▶ _Supplied material_:
::::::

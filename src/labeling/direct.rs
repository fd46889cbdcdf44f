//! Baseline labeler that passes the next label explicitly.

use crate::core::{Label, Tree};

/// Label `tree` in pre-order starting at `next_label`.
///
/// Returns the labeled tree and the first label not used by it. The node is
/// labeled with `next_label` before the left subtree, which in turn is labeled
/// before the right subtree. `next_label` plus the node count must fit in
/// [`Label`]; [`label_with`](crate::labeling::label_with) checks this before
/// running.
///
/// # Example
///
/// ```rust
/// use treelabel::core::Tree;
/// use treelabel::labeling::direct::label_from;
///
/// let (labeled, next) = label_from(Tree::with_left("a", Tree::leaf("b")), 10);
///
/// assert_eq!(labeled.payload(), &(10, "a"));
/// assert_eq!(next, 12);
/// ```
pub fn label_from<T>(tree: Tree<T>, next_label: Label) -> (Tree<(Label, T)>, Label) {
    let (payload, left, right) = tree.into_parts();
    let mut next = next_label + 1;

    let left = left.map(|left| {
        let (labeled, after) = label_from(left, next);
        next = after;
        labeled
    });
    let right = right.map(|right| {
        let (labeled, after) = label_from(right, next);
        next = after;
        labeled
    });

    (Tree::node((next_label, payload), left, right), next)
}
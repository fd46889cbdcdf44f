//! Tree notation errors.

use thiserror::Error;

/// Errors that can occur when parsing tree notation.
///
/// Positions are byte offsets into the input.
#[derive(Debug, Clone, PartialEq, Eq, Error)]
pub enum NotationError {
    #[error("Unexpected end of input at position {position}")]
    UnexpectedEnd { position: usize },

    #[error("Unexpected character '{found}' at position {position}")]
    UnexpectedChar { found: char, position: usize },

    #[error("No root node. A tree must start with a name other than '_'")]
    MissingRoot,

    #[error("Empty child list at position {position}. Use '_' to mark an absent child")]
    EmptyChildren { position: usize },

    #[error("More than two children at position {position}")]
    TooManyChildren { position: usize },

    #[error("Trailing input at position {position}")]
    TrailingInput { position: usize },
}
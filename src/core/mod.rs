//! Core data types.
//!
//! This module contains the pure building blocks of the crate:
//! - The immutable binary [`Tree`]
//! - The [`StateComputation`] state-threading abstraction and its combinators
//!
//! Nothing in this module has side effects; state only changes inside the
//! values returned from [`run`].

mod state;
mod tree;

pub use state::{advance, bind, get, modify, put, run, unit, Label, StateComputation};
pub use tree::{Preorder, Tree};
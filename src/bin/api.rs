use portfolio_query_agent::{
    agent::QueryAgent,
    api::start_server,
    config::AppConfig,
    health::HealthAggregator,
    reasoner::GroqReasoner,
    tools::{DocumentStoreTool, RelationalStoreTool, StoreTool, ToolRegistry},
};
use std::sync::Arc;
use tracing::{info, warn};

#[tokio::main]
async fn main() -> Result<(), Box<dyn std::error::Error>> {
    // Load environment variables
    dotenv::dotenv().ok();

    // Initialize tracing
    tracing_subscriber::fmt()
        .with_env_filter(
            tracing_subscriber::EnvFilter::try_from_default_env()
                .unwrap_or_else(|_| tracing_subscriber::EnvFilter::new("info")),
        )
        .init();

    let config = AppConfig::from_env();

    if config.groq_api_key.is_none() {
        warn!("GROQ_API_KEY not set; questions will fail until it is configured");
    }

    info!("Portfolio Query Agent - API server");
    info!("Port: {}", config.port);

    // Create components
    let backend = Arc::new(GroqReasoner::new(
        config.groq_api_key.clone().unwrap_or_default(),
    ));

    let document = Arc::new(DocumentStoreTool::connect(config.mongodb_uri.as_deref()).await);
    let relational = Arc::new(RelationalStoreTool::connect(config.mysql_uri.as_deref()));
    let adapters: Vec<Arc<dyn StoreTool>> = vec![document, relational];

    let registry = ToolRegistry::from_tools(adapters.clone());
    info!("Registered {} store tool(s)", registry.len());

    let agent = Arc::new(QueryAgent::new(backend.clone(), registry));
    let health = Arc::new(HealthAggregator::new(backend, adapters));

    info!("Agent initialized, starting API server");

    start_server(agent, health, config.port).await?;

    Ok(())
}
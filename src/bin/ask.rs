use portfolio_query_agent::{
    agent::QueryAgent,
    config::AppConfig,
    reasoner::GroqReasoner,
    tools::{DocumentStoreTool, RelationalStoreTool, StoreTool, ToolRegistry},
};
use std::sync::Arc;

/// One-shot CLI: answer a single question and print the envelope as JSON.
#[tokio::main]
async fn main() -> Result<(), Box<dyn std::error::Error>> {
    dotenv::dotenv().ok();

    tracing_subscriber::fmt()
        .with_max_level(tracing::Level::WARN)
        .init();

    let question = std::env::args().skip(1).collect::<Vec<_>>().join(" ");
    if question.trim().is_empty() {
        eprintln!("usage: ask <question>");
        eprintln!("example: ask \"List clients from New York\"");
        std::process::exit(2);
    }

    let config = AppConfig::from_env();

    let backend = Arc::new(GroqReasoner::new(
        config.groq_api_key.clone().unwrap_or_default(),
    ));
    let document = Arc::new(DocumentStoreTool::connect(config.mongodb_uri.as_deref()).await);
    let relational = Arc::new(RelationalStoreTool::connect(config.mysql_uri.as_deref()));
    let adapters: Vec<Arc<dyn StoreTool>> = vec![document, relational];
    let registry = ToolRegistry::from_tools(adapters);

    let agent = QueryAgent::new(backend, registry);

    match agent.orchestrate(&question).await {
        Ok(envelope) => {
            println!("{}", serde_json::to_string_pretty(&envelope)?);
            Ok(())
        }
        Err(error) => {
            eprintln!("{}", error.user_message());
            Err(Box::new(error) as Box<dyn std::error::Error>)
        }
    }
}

::::::

▶ _Brief_: What is wanted is every line from the first line of the entries through the line that contains "end of input", given again exactly.

▶ _Solved problem_:
filename src/labeling/direct.rs
repository fd46889cbdcdf44f
//! Baseline labeler that passes the next label explicitly.

use crate::core::{Label, Tree};

/// Label `tree` in pre-order starting at `next_label`.
///
/// Returns the labeled tree and the first label not used by it. The node is
/// labeled with `next_label` before the left subtree, which in turn is labeled
/// before the right subtree. `next_label` plus the node count must fit in
/// [`Label`]; [`label_with`](crate::labeling::label_with) checks this before
/// running.
///
/// # Example
///
/// ```rust
/// use treelabel::core::Tree;
/// use treelabel::labeling::direct::label_from;
///
/// let (labeled, next) = label_from(Tree::with_left("a", Tree::leaf("b")), 10);
///
/// assert_eq!(labeled.payload(), &(10, "a"));
/// assert_eq!(next, 12);
/// ```
pub fn label_from<T>(tree: Tree<T>, next_label: Label) -> (Tree<(Label, T)>, Label) {
    let (payload, left, right) = tree.into_parts();
    let mut next = next_label + 1;

    let left = left.map(|left| {
        let (labeled, after) = label_from(left, next);
        next = after;
        labeled
    });
    let right = right.map(|right| {
        let (labeled, after) = label_from(right, next);
        next = after;
        labeled
    });

    (Tree::node((next_label, payload), left, right), next)
}
repository fd46889cbdcdf44f
//! Tree notation errors.

use thiserror::Error;

/// Errors that can occur when parsing tree notation.
///
/// Positions are byte offsets into the input.
#[derive(Debug, Clone, PartialEq, Eq, Error)]
pub enum NotationError {
    #[error("Unexpected end of input at position {position}")]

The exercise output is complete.